Le Front national s’est reconstruit autour de l’immigration avec les résultats électoraux qu’on connait et cela a eu un effet massif d’entraînement dans lequel la droite a retrouvé une vocation historique.

Il y a une focalisation sur l’Algérie alors que, selon les chiffres officiels, d’autres pays, notamment du Maghreb, ne font pas mieux en termes de laissez-passer consulaires. Pourquoi ?

La montée des populismes et de son corollaire, le racisme, a touché notamment l’Allemagne, mais on n’y observe pas une stigmatisation d’une communauté déterminée.

En France, par contre, il y’ a la singularisation des Algériens dont les fondements ne peuvent provenir que des mêmes catégories qui ont un lien avec l’histoire de la France coloniale, l’extrême droite, les pieds noirs, les harkis et maintenant de nouveaux acteurs étrangers étatiques et non étatiques dont l’agenda est de nous affaiblir.

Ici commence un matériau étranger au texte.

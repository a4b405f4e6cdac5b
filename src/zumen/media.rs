//! Read-only classified view over one drawing's media directories.
//!
//! Directory names outside the recognized scheme are tolerated and
//! skipped; the record store has historically carried stray directories
//! and a scan must not trip over them.

use crate::error::Result;
use crate::model::{DrawingId, MediaCategory, StepFolder, StepFolderKind};
use crate::naming;
use crate::store::DrawingStore;
use std::collections::BTreeMap;

#[derive(Debug, Default)]
pub struct MediaTree {
    categories: BTreeMap<MediaCategory, Vec<StepFolder>>,
}

impl MediaTree {
    /// Scan all four category directories of a drawing. An absent category
    /// yields an empty sequence for that category.
    pub fn scan<S: DrawingStore>(store: &S, id: &DrawingId) -> Result<MediaTree> {
        let mut categories = BTreeMap::new();
        for category in MediaCategory::ALL {
            let mut folders = Vec::new();
            for name in store.list_dirs(id, category)? {
                if let Ok(kind) = naming::parse(&name) {
                    folders.push(StepFolder { name, kind });
                }
            }
            categories.insert(category, folders);
        }
        Ok(MediaTree { categories })
    }

    /// All recognized folders of one category, in name order.
    pub fn step_folders(&self, category: MediaCategory) -> &[StepFolder] {
        self.categories
            .get(&category)
            .map(Vec::as_slice)
            .unwrap_or_default()
    }

    /// The legacy subset of one category, ascending by step number.
    pub fn legacy_folders(&self, category: MediaCategory) -> Vec<&StepFolder> {
        let mut legacy: Vec<&StepFolder> = self
            .step_folders(category)
            .iter()
            .filter(|folder| folder.kind.is_legacy())
            .collect();
        legacy.sort_by_key(|folder| folder.kind.step());
        legacy
    }

    /// Every Legacy or Qualified folder across all categories as
    /// `category/name` relative paths. Overview folders are excluded.
    pub fn residual_step_folders(&self) -> Vec<String> {
        let mut residual = Vec::new();
        for category in MediaCategory::ALL {
            for folder in self.step_folders(category) {
                if !folder.kind.is_overview() {
                    residual.push(format!("{}/{}", category, folder.name));
                }
            }
        }
        residual
    }

    pub fn contains(&self, category: MediaCategory, name: &str) -> bool {
        self.step_folders(category)
            .iter()
            .any(|folder| folder.name == name)
    }
}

On veut maintenir l’Algérie dans un passé permanent qu’eux-mêmes n’arrivent pas à assumer, et donner le sentiment que nous sommes derrière toute la délinquance en France pour nuire à notre image dans le monde.

La réalité n’est pas leur préoccupation majeure, mais ils ne réalisent pas que cette singularisation va paradoxalement nourrir, à court terme, le repli communautaire des Algériens, toutes catégories confondues, et qui ont des traditions historiques d’organisation et un lien très fort avec le pays d’origine.

La Nation algérienne s’est reconstruite dans l’adversité et nous avons développé une véritable résilience qui ne peut pas être altérée par une crise qui n’a de diplomatique que ses formes subsidiaires.

Le gouvernement français devrait, à mon sens, ne pas écarter le risque que l’attitude intransigeante de l’Algérie serve de socle normatif pour les autres communautés.

Ils auront tort, à mon sens, de sous-estimer l’impact de nos positions sur celles de l’Afrique, surtout en cette période de recul de la France dans ce continent.

On entend en France des voix brandir la menace d’actionner des leviers contre l’Algérie comme le gel des avoirs du pays. Que doit faire l’Algérie ?

Je pense que les Algériens seront les premiers à applaudir mais je n’en crois pas un mot pour plusieurs raisons.

La première est que la France n’a jamais répondu aux commissions rogatoires, près de 100, lancées par la justice algérienne et protège ainsi les corrompus et les avoirs issus de la corruption.

La seconde est qu’elle n’est pas un paradis fiscal et ne présente aucune attractivité pour la grosse corruption algérienne.

Enfin, les Algériens ne se satisferont d’une quelconque mesure que si les produits de la corruption reviennent à leur propriétaire légitime, le peuple algérien, ce qui est la dernière préoccupation de ces voix qui ont en commun une Algérophobie qui dépasse parfois la rente électorale que représente la campagne contre l’Algérie.